A Florida manatee swims with snorkelers in the Homosassa River in Homosassa Springs, Fla.

Don’t water the manatees, federal wildlife biologists are stressing. The slow-moving mammals ought be well on their way back to Florida by now, but recent reports indicate they might be overstaying their Lowcounty summer haunts.

S.C. manatee sightings

72 — Number of 2013 sighting reports statewide through Monday.

48 — Charleston County reports.

5 — Berkeley County reports.

Source: U.S. Fish and Wildlife Service.

That could kill them. People “watering” them, or supplying a fresh water feed, might be keeping them around.

“Providing manatees with food and water is not only a violation of federal law, but it also creates significant problems for the manatees, as they will easily acclimate to hand-outs of food and fresh water,” said Jennifer Koches, of the U.S. Fish and Wildlife Service.

The water temperature in Charleston Harbor on Monday was 68 degrees — a drop-dead point for manatees. They can’t survive in water that cold for very long. The animals usually move when temperatures drop below 70.

At least six sightings have been made in the state in the past week or so, three in Charleston. The most recent report was Friday — in Horry County to the north. A few of those sightings were made near running water, Koches said.

The animals tend to turn up near docks, particularly where a freshwater spigot runs. It’s enough of an attraction to keep them around even as waters chill, especially if they’re getting fed too, said Katie Tripp, Save the Manatees science and conservation director.

“Those manatees need to be getting the signal that’s it’s time to go home,” she said. For people to leave water running or feed them, “is like holding open the buffet table too long.”

Manatees are bulbous, seal-like creatures whose lolling, seemingly serene behavior has delighted onlookers for generations. They are said to have inspired the myth of mermaids.
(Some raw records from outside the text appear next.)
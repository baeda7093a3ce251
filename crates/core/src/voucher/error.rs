//! Error raised when a failing batch is gated before submission.

use ledgerline_shared::AppError;
use thiserror::Error;

use super::report::ValidationReport;

/// A batch that did not pass validation.
///
/// Carries the full report so the caller can still show every violation.
#[derive(Debug, Error)]
#[error("Batch failed validation with {} violation(s)", .report.violation_count())]
pub struct BatchRejected {
    report: ValidationReport,
}

impl BatchRejected {
    pub(crate) fn new(report: ValidationReport) -> Self {
        Self { report }
    }

    /// The report that caused the rejection.
    #[must_use]
    pub fn report(&self) -> &ValidationReport {
        &self.report
    }

    /// Stable error codes of the failed checks, in check order.
    #[must_use]
    pub fn error_codes(&self) -> Vec<&'static str> {
        self.report.errors.iter().map(|e| e.error_code()).collect()
    }
}

impl From<BatchRejected> for AppError {
    fn from(err: BatchRejected) -> Self {
        let details = err
            .report
            .errors
            .iter()
            .map(|e| e.message())
            .collect::<Vec<_>>()
            .join("; ");
        Self::BatchRejected(details)
    }
}
//! Batch validation entry point and its report.
//!
//! [`validate_batch`] is what submission and upload handlers call before a
//! batch may proceed. It groups the batch once, runs the enabled checks in a
//! fixed order (entry limit, balance, date consistency) and merges their
//! findings into a single [`ValidationReport`]. It never fails: problems are
//! reported as data.

use ledgerline_shared::config::{DEFAULT_MAX_ENTRIES, DEFAULT_TOLERANCE, ValidationConfig};
use rust_decimal::Decimal;
use serde::{Deserialize, Serialize};
use tracing::debug;

use super::balance::{BalanceViolation, balance_violations};
use super::dates::{DateConsistencyViolation, date_consistency_violations};
use super::entry::EntryRecord;
use super::error::BatchRejected;
use super::group::group_entries;
use super::limit::{EntryLimitViolation, entry_limit_violations};

/// Which checks run and with what limits.
#[derive(Debug, Clone, PartialEq, Eq, Serialize, Deserialize)]
#[serde(rename_all = "camelCase", default)]
pub struct ValidationOptions {
    /// Maximum entries per group key.
    pub max_entries: usize,
    /// Absolute debit/credit tolerance per group.
    pub tolerance: Decimal,
    /// Run the entry-limit check.
    pub check_entry_limit: bool,
    /// Run the balance check.
    pub check_balance: bool,
    /// Run the date-consistency check.
    pub check_date_consistency: bool,
}

impl Default for ValidationOptions {
    fn default() -> Self {
        Self {
            max_entries: DEFAULT_MAX_ENTRIES,
            tolerance: DEFAULT_TOLERANCE,
            check_entry_limit: true,
            check_balance: true,
            check_date_consistency: true,
        }
    }
}

impl From<&ValidationConfig> for ValidationOptions {
    fn from(config: &ValidationConfig) -> Self {
        Self {
            max_entries: config.max_entries,
            tolerance: config.tolerance,
            check_entry_limit: config.check_entry_limit,
            check_balance: config.check_balance,
            check_date_consistency: config.check_date_consistency,
        }
    }
}

/// Kind of violation carried by a [`TaggedViolation`].
#[derive(Debug, Clone, Copy, PartialEq, Eq, Hash, Serialize, Deserialize)]
#[serde(rename_all = "camelCase")]
pub enum ViolationType {
    /// Too many entries under one key.
    EntryLimit,
    /// Debits and credits of a key do not net to zero.
    Balance,
    /// Entries of a key disagree on dates.
    DateConsistency,
}

impl ViolationType {
    /// Returns the stable error code.
    #[must_use]
    pub const fn error_code(&self) -> &'static str {
        match self {
            Self::EntryLimit => "ENTRY_LIMIT_EXCEEDED",
            Self::Balance => "UNBALANCED_GROUP",
            Self::DateConsistency => "INCONSISTENT_DATES",
        }
    }
}

impl std::fmt::Display for ViolationType {
    fn fmt(&self, f: &mut std::fmt::Formatter<'_>) -> std::fmt::Result {
        match self {
            Self::EntryLimit => write!(f, "entryLimit"),
            Self::Balance => write!(f, "balance"),
            Self::DateConsistency => write!(f, "dateConsistency"),
        }
    }
}

/// All violations of one kind, with a summary message.
#[derive(Debug, Clone, PartialEq, Eq, Serialize)]
#[serde(tag = "type", rename_all = "camelCase")]
pub enum TaggedViolation {
    /// Entry-limit violations.
    #[serde(rename_all = "camelCase")]
    EntryLimit {
        /// Human-readable summary.
        message: String,
        /// One item per offending group.
        violations: Vec<EntryLimitViolation>,
    },
    /// Balance violations.
    #[serde(rename_all = "camelCase")]
    Balance {
        /// Human-readable summary.
        message: String,
        /// One item per offending group.
        violations: Vec<BalanceViolation>,
    },
    /// Date-consistency violations.
    #[serde(rename_all = "camelCase")]
    DateConsistency {
        /// Human-readable summary.
        message: String,
        /// One item per offending group.
        violations: Vec<DateConsistencyViolation>,
    },
}

impl TaggedViolation {
    fn entry_limit(violations: Vec<EntryLimitViolation>, limit: usize) -> Self {
        let groups = join_keys(violations.iter().map(|v| format!("{} ({} entries)", v.group_key, v.count)));
        Self::EntryLimit {
            message: format!("Serial numbers exceeding the limit of {limit} entries: {groups}"),
            violations,
        }
    }

    fn balance(violations: Vec<BalanceViolation>) -> Self {
        let groups = join_keys(violations.iter().map(|v| {
            if v.overflowed {
                return format!("{} (totals exceed the supported range)", v.group_key);
            }
            format!(
                "{} (debit {}, credit {}, difference {})",
                v.group_key, v.debit_total, v.credit_total, v.difference
            )
        }));
        Self::Balance {
            message: format!("Debit and credit totals do not match for serial numbers: {groups}"),
            violations,
        }
    }

    fn date_consistency(violations: Vec<DateConsistencyViolation>) -> Self {
        let groups = join_keys(violations.iter().map(|v| {
            let fields = match (v.document_date_inconsistent, v.posting_date_inconsistent) {
                (true, true) => "document and posting date",
                (true, false) => "document date",
                _ => "posting date",
            };
            format!("{} ({fields})", v.group_key)
        }));
        Self::DateConsistency {
            message: format!("Dates differ within serial numbers: {groups}"),
            violations,
        }
    }

    /// Returns the kind of violation.
    #[must_use]
    pub const fn violation_type(&self) -> ViolationType {
        match self {
            Self::EntryLimit { .. } => ViolationType::EntryLimit,
            Self::Balance { .. } => ViolationType::Balance,
            Self::DateConsistency { .. } => ViolationType::DateConsistency,
        }
    }

    /// Returns the summary message.
    #[must_use]
    pub fn message(&self) -> &str {
        match self {
            Self::EntryLimit { message, .. }
            | Self::Balance { message, .. }
            | Self::DateConsistency { message, .. } => message,
        }
    }

    /// Returns the number of offending groups.
    #[must_use]
    pub fn violation_count(&self) -> usize {
        match self {
            Self::EntryLimit { violations, .. } => violations.len(),
            Self::Balance { violations, .. } => violations.len(),
            Self::DateConsistency { violations, .. } => violations.len(),
        }
    }

    /// Returns the stable error code.
    #[must_use]
    pub const fn error_code(&self) -> &'static str {
        self.violation_type().error_code()
    }
}

fn join_keys(parts: impl Iterator<Item = String>) -> String {
    parts.collect::<Vec<_>>().join(", ")
}

/// Outcome of validating a batch.
#[derive(Debug, Clone, PartialEq, Eq, Serialize)]
#[serde(rename_all = "camelCase")]
pub struct ValidationReport {
    /// True iff every enabled check found nothing.
    pub is_valid: bool,
    /// At most one item per check, in check order.
    pub errors: Vec<TaggedViolation>,
}

impl ValidationReport {
    fn from_errors(errors: Vec<TaggedViolation>) -> Self {
        Self {
            is_valid: errors.is_empty(),
            errors,
        }
    }

    /// Returns the item for one kind of violation, if that check failed.
    #[must_use]
    pub fn error_of(&self, violation_type: ViolationType) -> Option<&TaggedViolation> {
        self.errors
            .iter()
            .find(|error| error.violation_type() == violation_type)
    }

    /// Total number of offending groups across all checks.
    #[must_use]
    pub fn violation_count(&self) -> usize {
        self.errors.iter().map(TaggedViolation::violation_count).sum()
    }

    /// Converts a failing report into an error so callers can gate
    /// submission with `?`.
    pub fn into_result(self) -> Result<(), BatchRejected> {
        if self.is_valid {
            Ok(())
        } else {
            Err(BatchRejected::new(self))
        }
    }
}

/// Validates a batch of entries.
///
/// Entries without a group key never take part in any check.
#[must_use]
pub fn validate_batch(entries: &[EntryRecord], options: &ValidationOptions) -> ValidationReport {
    let groups = group_entries(entries);
    debug!(
        entries = entries.len(),
        groups = groups.len(),
        skipped = groups.skipped(),
        "Validating journal voucher batch"
    );

    let mut errors = Vec::new();

    if options.check_entry_limit {
        let violations = entry_limit_violations(&groups, options.max_entries);
        if !violations.is_empty() {
            errors.push(TaggedViolation::entry_limit(violations, options.max_entries));
        }
    }

    if options.check_balance {
        let violations = balance_violations(&groups, options.tolerance);
        if !violations.is_empty() {
            errors.push(TaggedViolation::balance(violations));
        }
    }

    if options.check_date_consistency {
        let violations = date_consistency_violations(&groups);
        if !violations.is_empty() {
            errors.push(TaggedViolation::date_consistency(violations));
        }
    }

    let report = ValidationReport::from_errors(errors);
    debug!(
        is_valid = report.is_valid,
        violations = report.violation_count(),
        "Batch validation finished"
    );
    report
}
They are an endangered species, and they are in jeopardy at both ends of their seasonal migration. They roam tidal waters like dolphins to search for food, the same waters crowded by boats during the summer.

Sightings in the Lowcountry have increased dramatically in recent years, but wildlife experts can’t be sure if the manatees themselves are adding population, or people are becoming more aware of them and reporting.

Some experts think the numbers here are increasing as threats in Florida multiply, but nobody really knows.

In late November 2012, a dead manatee was discovered in Lake Marion. It apparently had gotten trapped in the lake and died of the cold.